Иван, приложив руки ко рту, заухал, как филин. Из дота ухнуло в ответ.

– Связь мне, быстро, – прошептал офицер.

***

– Разрешите? – Радист вбежал в штаб.

– Ну, говори. – Комдив с заместителем выжидающе посмотрели на солдата.

– Пришло сообщение от разведгруппы. «Потерь нет. Готовы. Леший».

– Ну, герой, получилось все-таки! – усмехнулся генерал. – Сергеич, готовь наградные… на всех.

***

Берлин. Апрель 1945 г.

Земля вздыбилась. Осколки и пули сыпались, как горох из мешка, прощупывая смертоносным металлом каждый метр земли. Дым от снарядов и пыль в несколько минут накрывали все вокруг.

Капитан и сержант с трудом добрались до будки и вбежали через сорванную дверь внутрь. Здесь было полно солдат: спасались от губительного огня.

– Командир, тут место гиблое, – прошептал Иван. – Если угодит снаряд, получится один на всех каменный гроб.

– Сам вижу, – кивнул Виталий. – Что-то нерадостно нас здесь встречают, а, бойцы!

– Ну так, товарищ капитан, – с достоинством ответил старшина с рядом нашивок за ранения, – что нас с радостью-то встречать, знают – не будем мы их обнимать

Громкий хохот на несколько секунд заглушил звуки выстрелов и разрывов.

– Так, мужики… – Офицер посерьезнел. – Отсюда надо выбираться, не дай бог, накроет – останемся здесь и победы не увидим.

– Подъем, бедолаги, хорош курить! – Старшина взял в руки автомат. – Командуйте, товарищ капитан.

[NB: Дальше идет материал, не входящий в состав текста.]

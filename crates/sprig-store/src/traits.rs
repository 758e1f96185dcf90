use sprig_types::ObjectId;

use crate::error::{StoreError, StoreResult};
use crate::object::{ObjectKind, StoredObject};

/// Content-addressed, write-once object store.
///
/// All implementations must satisfy these invariants:
/// - Objects are immutable once written. The same bytes always produce the
///   same id, so a second write of identical content is a no-op.
/// - There is no update or delete operation.
/// - Reads verify the digest of what they return.
/// - All I/O errors are propagated, never silently ignored.
pub trait ObjectStore: Send + Sync {
    /// Read an object by its content-addressed id.
    ///
    /// Returns `Ok(None)` if the object does not exist.
    /// Returns `Err` on I/O failure or data corruption.
    fn read(&self, id: &ObjectId) -> StoreResult<Option<StoredObject>>;

    /// Write an object and return its content-addressed id.
    ///
    /// If the object already exists, this is a no-op (idempotent).
    fn write(&self, object: &StoredObject) -> StoreResult<ObjectId>;

    /// Check whether an object exists in the store.
    fn exists(&self, id: &ObjectId) -> StoreResult<bool>;

    /// Read an object that must exist.
    fn get(&self, id: &ObjectId) -> StoreResult<StoredObject> {
        self.read(id)?.ok_or(StoreError::NotFound(*id))
    }

    /// Persist raw file content and return its digest.
    fn put_blob(&self, data: &[u8]) -> StoreResult<ObjectId> {
        self.write(&StoredObject::blob(data))
    }

    /// Read raw file content by digest.
    fn get_blob(&self, id: &ObjectId) -> StoreResult<Vec<u8>> {
        self.get(id)?.into_kind(id, ObjectKind::Blob)
    }

    /// Copy one object from `self` into `dest` unless `dest` already has it.
    ///
    /// Returns `true` if bytes were transferred.
    fn copy_to(&self, id: &ObjectId, dest: &dyn ObjectStore) -> StoreResult<bool> {
        if dest.exists(id)? {
            return Ok(false);
        }
        let object = self.get(id)?;
        dest.write(&object)?;
        Ok(true)
    }
}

Огонь был не просто плотным, а сплошным, пули, казалось, летели отовсюду. Из замурованных окон, бойниц, врытых самоходок, из воронок и наспех прорытых окопов неслись на бойцов тысячи смертоносных жал. Остатки некогда непобедимой армии сражались с самоубийственным отчаяньем, словно надеясь на какое-то чудо, которое произойдет, если они смогут продержаться еще несколько дней.

Но вместо этого наша артиллерия обрушивала на головы обороняющихся сотни снарядов, методично уничтожая все, что могло послужить даже крохотным участком обороны. Улицы и площади были густо покрыты ямами, разбитыми зенитками, пушками, танками и телами убитых.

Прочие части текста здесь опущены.